简体   繁体   English

在列表理解中使用 next

[英]using next in a list comprehension

I'm trying to do something quite simple, which I have probably overcomplicated:我正在尝试做一些非常简单的事情,但我可能过于复杂了:

This is the problem:这就是问题:

Let's say you are living in a controlled economy where there is a baker in town, and every day he bakes a certain number of loaves of bread.假设您生活在一个受控制的经济中,镇上有一个面包师,他每天烤一定数量的面包。 The people in the town queue up to buy a loaf of bread (you can only buy one loaf).镇上的人排队买一条面包(你只能买一条)。
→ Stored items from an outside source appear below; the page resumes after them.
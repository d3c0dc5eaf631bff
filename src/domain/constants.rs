// SPDX-License-Identifier: MIT
// SPDX-FileCopyrightText: 2026 ® John Hauger Mitander <john@oxidity.com>

use alloy::primitives::{Address, address};
use std::time::Duration;

// =============================================================================
// NETWORK CONSTANTS
// =============================================================================

pub const CHAIN_ETHEREUM: u64 = 1;
pub const DEFAULT_RPC_URL: &str = "https://1rpc.io/eth";

/// Mint contract on Ethereum mainnet.
pub const MINT_CONTRACT_MAINNET: Address = address!("3F97a968B848c711373B7Fbedb077041c9Ace145");

// =============================================================================
// MINT CONTRACT LIMITS
// =============================================================================

/// Per-address mint limit enforced by the contract.
pub const PER_ADDRESS_LIMIT: u64 = 5;
/// Highest token id the contract will ever mint.
pub const TOTAL_SUPPLY: u64 = 4844;

// =============================================================================
// BLOB / MINING CONSTANTS
// =============================================================================

/// Random bytes drawn per candidate (126 KiB).
pub const PAYLOAD_BYTES: usize = 126 * 1024;
/// Usable bytes per field element before the nibble tail.
pub const FIELD_ELEMENT_BODY_BYTES: usize = 31;
/// Accepted candidates waiting for the submission loop.
pub const CANDIDATE_QUEUE_CAPACITY: usize = 3;

// =============================================================================
// GAS & TRANSACTION CONSTANTS
// =============================================================================

/// Added on top of `eth_estimateGas` for the mint call.
pub const GAS_LIMIT_MARGIN: u64 = 20_000;
pub const DEFAULT_TIP_CAP_GWEI: &str = "0.01";
pub const DEFAULT_BLOB_FEE_MULTIPLIER: u64 = 2;
pub const DEFAULT_BLOB_FEE_FLOOR_GWEI: &str = "20";
/// Blob gas schedule active on mainnet.
pub const DEFAULT_BLOB_SCHEDULE: &str = "bpo2";

// =============================================================================
// TIMING
// =============================================================================

pub const TARGET_POLL_INTERVAL: Duration = Duration::from_secs(3);
pub const TARGET_BOOTSTRAP_INTERVAL: Duration = Duration::from_secs(1);
pub const RECEIPT_POLL_INTERVAL: Duration = Duration::from_secs(3);
pub const DEFAULT_MONITOR_INTERVAL_SECS: u64 = 20;

/// Default mining pool size: all cores but one, never zero.
pub fn default_worker_count() -> usize {
    std::thread::available_parallelism()
        .map(|n| n.get().saturating_sub(1))
        .unwrap_or(1)
        .max(1)
}
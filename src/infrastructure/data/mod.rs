// SPDX-License-Identifier: MIT
// SPDX-FileCopyrightText: 2026 ® John Hauger Mitander <john@on1.no>

pub mod abi;
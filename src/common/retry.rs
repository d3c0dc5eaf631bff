// SPDX-License-Identifier: MIT
// SPDX-FileCopyrightText: 2026 ® John Hauger Mitander <john@on1.no>

use std::fmt::Display;
use std::future::Future;
use std::time::Duration;
use tokio::time::sleep;

/// Runs `op` up to `attempts` times (at least once), sleeping `initial_delay`, then twice
/// that, between failures. The closure receives the 1-based attempt number. The last
/// error is returned unchanged.
pub async fn retry_async<F, Fut, T, E>(
    label: &str,
    mut op: F,
    attempts: usize,
    initial_delay: Duration,
) -> Result<T, E>
where
    F: FnMut(usize) -> Fut,
    Fut: Future<Output = Result<T, E>>,
    E: Display,
{
    let last = attempts.max(1);
    let mut delay = initial_delay;
    for attempt in 1..last {
        match op(attempt).await {
            Ok(value) => return Ok(value),
            Err(e) => {
                tracing::debug!(target: "rpc", op = label, attempt, error = %e, "retrying");
                sleep(delay).await;
                delay = delay.saturating_mul(2);
            }
        }
    }
    op(last).await
}

#[cfg(test)]
mod tests {
    use super::*;
    use std::sync::atomic::{AtomicUsize, Ordering};

    #[tokio::test]
    async fn retries_until_success() {
        let counter = AtomicUsize::new(0);
        let res: Result<u32, String> = retry_async(
            "test",
            |_| {
                let current = counter.fetch_add(1, Ordering::Relaxed);
                async move {
                    if current < 2 {
                        Err("not yet".to_string())
                    } else {
                        Ok(7)
                    }
                }
            },
            4,
            Duration::from_millis(1),
        )
        .await;

        assert_eq!(res.unwrap(), 7);
        assert_eq!(counter.load(Ordering::Relaxed), 3);
    }

    #[tokio::test]
    async fn gives_up_after_last_attempt() {
        let counter = AtomicUsize::new(0);
        let res: Result<u32, String> = retry_async(
            "test",
            |attempt| {
                counter.fetch_add(1, Ordering::Relaxed);
                async move { Err(format!("attempt {attempt}")) }
            },
            3,
            Duration::from_millis(1),
        )
        .await;

        assert_eq!(res.unwrap_err(), "attempt 3");
        assert_eq!(counter.load(Ordering::Relaxed), 3);
    }
}
// SPDX-License-Identifier: MIT
// SPDX-FileCopyrightText: 2026 ® John Hauger Mitander <john@oxidity.com>

pub mod metrics;
pub mod mining;
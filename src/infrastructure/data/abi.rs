// SPDX-License-Identifier: MIT
// SPDX-FileCopyrightText: 2026 ® John Hauger Mitander <john@mitander.dev>

use alloy::primitives::Bytes;
use alloy::sol;
use alloy_sol_types::SolCall;

sol! {
    #[sol(rpc)]
    interface BlobMint {
        /// Current acceptance threshold for blob versioned hashes.
        function target() external view returns (uint256);
        function userMinted(address account) external view returns (uint256);
        function nextTokenId() external view returns (uint256);
        function mint() external;
    }
}

pub fn mint_calldata() -> Bytes {
    BlobMint::mintCall {}.abi_encode().into()
}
There are more people in the queue than loaves of bread available.排队的人比提供的面包还多。 Everyone in the queue gets a ticket for the number that they are in the queue to prevent queue jumping, but they are the same order every single day (keeping it simple).队列中的每个人都会得到一张他们在队列中的号码的票,以防止队列跳跃,但他们每天都是相同的顺序(保持简单)。 The bread is ready at different times each day, and some people in the queue need to be at work, if the bread isn't ready before they have to leave for work, they leave the queue and the next person in line takes their place.面包每天在不同的时间准备好,队列中的一些人需要上班,如果在他们不得不离开上班之前面包没有准备好,他们会离开队列,排队的人代替他们. But they still have their original queue ticket.但他们仍然有他们原来的排队票。 The values in the original list are the number of hours before the person in the queue has to leave for work原始列表中的值是队列中的人必须离开去上班之前的小时数

I want to know what is the number on the last ticket given to the baker each day before he runs out of loaves of bread.我想知道他每天在面包用完之前发给他的最后一张票上的号码是多少。

I can get my existing code to work for relatively small numbers of people, but if there are millions of people, lots of days (planned economies plan for 5 years ahead), you get the picture.我可以让我现有的代码适用于相对较少的人,但如果有数百万人,很多天(计划经济计划提前 5 年),你就会明白。

def BakerQueue(loaves, people, bake_time):
    got_some_bread = []
    for b in bake_time:
        counter = 0
        for p in range(len(people)):
            if people[p] >= b:
                counter += 1
                if counter == loaves:
                    got_some_bread.append(p + 1)
                    counter = 0
                    break
                elif p == len(people) - 1:
                    got_some_bread.append(0)
                    break
            elif counter < loaves and p == len(people) - 1:
                got_some_bread.append(0)
                counter = 0
    return got_some_bread

You can use this to run the code: in this example, there are 3, 18 people in the list, and different bake times for each of the days in a week, so on the first day, ticket 1, 2, 3 get loaves, on the second day 2,3,4 get loaves, on the third day, 7, 9 and 15 get loaves.你可以用它来运行代码:在这个例子中,列表中有 3、18 个人,一周中每一天的烘焙时间不同,所以在第一天,票 1、2、3 得到面包, 第二天 2,3,4 得到面包,第三天,7, 9 和 15 得到面包。 I only care about who gets the last loaf on each day which is what the function is returning.我只关心每天谁拿到最后一条面包,这就是函数返回的内容。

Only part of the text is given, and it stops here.